I finally got around to getting a display colorimeter—an old ColorVision Spyder that only works with CRT monitors, which I found on eBay. I was pleased to find that my colors from calibrating by eye were accurate, though I had the brightness up too high. I do have a ViewSonic Q19wb widescreen monitor, but I don’t trust it to photo-editing as its colors are not near the accuracy of an old-fashioned CRT. A reviewer on sums it up well:

“Colors are not truly natural. But if you are looking for a big screen to browse Internet and not a photographer who is really concerned about colors, then this is a good buy.”

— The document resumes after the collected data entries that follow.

//! Remote media source: metadata probe and body download

use std::path::Path;
use std::time::Duration;

use async_trait::async_trait;
use futures::StreamExt;
use reqwest::header::{CONTENT_LENGTH, CONTENT_TYPE, HeaderMap};
use reqwest::{Client, StatusCode};
use tokio::io::AsyncWriteExt;

use super::{EXPECTED_MIME, Failure, MAX_SOURCE_BYTES};
use crate::{Error, Result};

/// What the probe learned about a resource
#[derive(Debug, Clone, PartialEq, Eq)]
pub struct ResourceInfo {
    /// Declared content type
    pub content_type: String,
    /// Declared length; `None` when absent or unparsable
    pub content_length: Option<u64>,
}

/// Where media comes from
#[async_trait]
pub trait MediaSource: Send + Sync {
    /// Check that `url` is fetchable WebM under the size ceiling, without
    /// transferring the body
    async fn probe(&self, url: &str) -> std::result::Result<ResourceInfo, Failure>;

    /// Stream the body of `url` into `dest`, replacing its contents
    ///
    /// Returns the number of bytes written.
    async fn fetch(&self, url: &str, dest: &Path) -> std::result::Result<u64, Failure>;
}

/// Judge a probe response
///
/// Status must be 2xx, the content type's essence must be `video/webm`, and
/// a declared length must not exceed `max_bytes`. A missing or unparsable
/// length counts as unknown and passes; the download enforces the ceiling.
///
/// # Errors
///
/// Returns `BadStatus`, `WrongType` or `TooLarge`
pub fn check_probe(
    status: StatusCode,
    headers: &HeaderMap,
    max_bytes: u64,
) -> std::result::Result<ResourceInfo, Failure> {
    if !status.is_success() {
        return Err(Failure::BadStatus(status.as_u16()));
    }

    let content_type = headers
        .get(CONTENT_TYPE)
        .and_then(|v| v.to_str().ok())
        .unwrap_or_default()
        .to_string();

    let essence = content_type.split(';').next().unwrap_or_default().trim();
    if !essence.eq_ignore_ascii_case(EXPECTED_MIME) {
        return Err(Failure::WrongType(content_type));
    }

    let content_length = headers
        .get(CONTENT_LENGTH)
        .and_then(|v| v.to_str().ok())
        .and_then(|v| v.trim().parse::<u64>().ok());

    if let Some(len) = content_length
        && len > max_bytes
    {
        return Err(Failure::TooLarge(len));
    }

    Ok(ResourceInfo {
        content_type,
        content_length,
    })
}

/// HTTP(S) media source
#[derive(Debug, Clone)]
pub struct HttpSource {
    probe_client: Client,
    fetch_client: Client,
    max_bytes: u64,
}

impl HttpSource {
    /// Create a source whose probe gives up after `probe_timeout`
    ///
    /// Downloads have no overall timeout.
    ///
    /// # Errors
    ///
    /// Returns error if the HTTP clients cannot be built
    pub fn new(probe_timeout: Duration) -> Result<Self> {
        let probe_client = Client::builder()
            .timeout(probe_timeout)
            .redirect(reqwest::redirect::Policy::limited(10))
            .user_agent(concat!("webm-relay/", env!("CARGO_PKG_VERSION")))
            .build()
            .map_err(Error::Http)?;

        let fetch_client = Client::builder()
            .connect_timeout(probe_timeout)
            .redirect(reqwest::redirect::Policy::limited(10))
            .user_agent(concat!("webm-relay/", env!("CARGO_PKG_VERSION")))
            .build()
            .map_err(Error::Http)?;

        Ok(Self {
            probe_client,
            fetch_client,
            max_bytes: MAX_SOURCE_BYTES,
        })
    }

    /// Override the size ceiling
    #[must_use]
    pub const fn with_max_bytes(mut self, max_bytes: u64) -> Self {
        self.max_bytes = max_bytes;
        self
    }
}

#[async_trait]
impl MediaSource for HttpSource {
    async fn probe(&self, url: &str) -> std::result::Result<ResourceInfo, Failure> {
        let response = self
            .probe_client
            .head(url)
            .send()
            .await
            .map_err(|e| Failure::Unreachable(e.to_string()))?;

        check_probe(response.status(), response.headers(), self.max_bytes)
    }

    async fn fetch(&self, url: &str, dest: &Path) -> std::result::Result<u64, Failure> {
        let response = self
            .fetch_client
            .get(url)
            .send()
            .await
            .map_err(|e| Failure::DownloadFailed(e.to_string()))?;

        let status = response.status();
        if !status.is_success() {
            return Err(Failure::DownloadFailed(format!("status {status}")));
        }

        if let Some(len) = response.content_length()
            && len > self.max_bytes
        {
            return Err(Failure::TooLarge(len));
        }

        let mut file = tokio::fs::File::create(dest)
            .await
            .map_err(|e| Failure::DownloadFailed(format!("create {}: {e}", dest.display())))?;

        let mut written: u64 = 0;
        let mut stream = response.bytes_stream();
        while let Some(chunk) = stream.next().await {
            let chunk = chunk.map_err(|e| Failure::DownloadFailed(e.to_string()))?;
            written += chunk.len() as u64;
            if written > self.max_bytes {
                return Err(Failure::TooLarge(written));
            }
            file.write_all(&chunk)
                .await
                .map_err(|e| Failure::DownloadFailed(format!("write: {e}")))?;
        }

        file.flush()
            .await
            .map_err(|e| Failure::DownloadFailed(format!("flush: {e}")))?;

        Ok(written)
    }
}

#[cfg(test)]
mod tests {
    use reqwest::header::HeaderValue;

    use super::*;

    fn headers(content_type: Option<&str>, length: Option<&str>) -> HeaderMap {
        let mut map = HeaderMap::new();
        if let Some(ct) = content_type {
            map.insert(CONTENT_TYPE, HeaderValue::from_str(ct).unwrap());
        }
        if let Some(len) = length {
            map.insert(CONTENT_LENGTH, HeaderValue::from_str(len).unwrap());
        }
        map
    }

    #[test]
    fn accepts_webm_under_ceiling() {
        let info = check_probe(
            StatusCode::OK,
            &headers(Some("video/webm"), Some("1000")),
            MAX_SOURCE_BYTES,
        )
        .unwrap();
        assert_eq!(info.content_length, Some(1000));
    }

    #[test]
    fn non_success_status() {
        let err = check_probe(
            StatusCode::NOT_FOUND,
            &headers(Some("video/webm"), None),
            MAX_SOURCE_BYTES,
        )
        .unwrap_err();
        assert_eq!(err, Failure::BadStatus(404));
    }

    #[test]
    fn wrong_or_missing_type() {
        let err = check_probe(StatusCode::OK, &headers(Some("text/html"), None), MAX_SOURCE_BYTES)
            .unwrap_err();
        assert_eq!(err, Failure::WrongType("text/html".to_string()));

        let err = check_probe(StatusCode::OK, &headers(None, None), MAX_SOURCE_BYTES).unwrap_err();
        assert!(matches!(err, Failure::WrongType(_)));
    }

    #[test]
    fn type_parameters_are_ignored() {
        let info = check_probe(
            StatusCode::OK,
            &headers(Some("Video/WebM; codecs=\"vp9\""), None),
            MAX_SOURCE_BYTES,
        )
        .unwrap();
        assert!(info.content_length.is_none());
    }

    #[test]
    fn too_large_declared_length() {
        let over = (MAX_SOURCE_BYTES + 1).to_string();
        let err = check_probe(
            StatusCode::OK,
            &headers(Some("video/webm"), Some(&over)),
            MAX_SOURCE_BYTES,
        )
        .unwrap_err();
        assert_eq!(err, Failure::TooLarge(MAX_SOURCE_BYTES + 1));

        let exact = MAX_SOURCE_BYTES.to_string();
        assert!(
            check_probe(StatusCode::OK, &headers(Some("video/webm"), Some(&exact)), MAX_SOURCE_BYTES)
                .is_ok()
        );
    }

    #[test]
    fn unparsable_length_is_unknown() {
        let info = check_probe(
            StatusCode::OK,
            &headers(Some("video/webm"), Some("lots")),
            MAX_SOURCE_BYTES,
        )
        .unwrap();
        assert_eq!(info.content_length, None);
    }
}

Unfortunately, while this one is considered low-end at about $150, the same can be said for most LCD monitors. Even after endlessly fiddling with the settings on my video card and LCD monitor, it still retains a bluish cast and clips the next-to-white colors in calibration charts. For $50, you can pick up a used CRT screen that will serve you better for photo-editing than most $500 LCDs, even in 2007.

Regardless of your monitor, display calibration is very important, because if the colors on your monitor aren’t standard, you can trust that they’ll be noticeably different when printed or displayed on other monitors. All the photos that you’ve carefully edited will have to be fixed once again if your screen was too blue, too bright, or off in some other way. Even if you don’t want to pay for hardware-based calibration, calibrate by eye, as it’s better than nothing.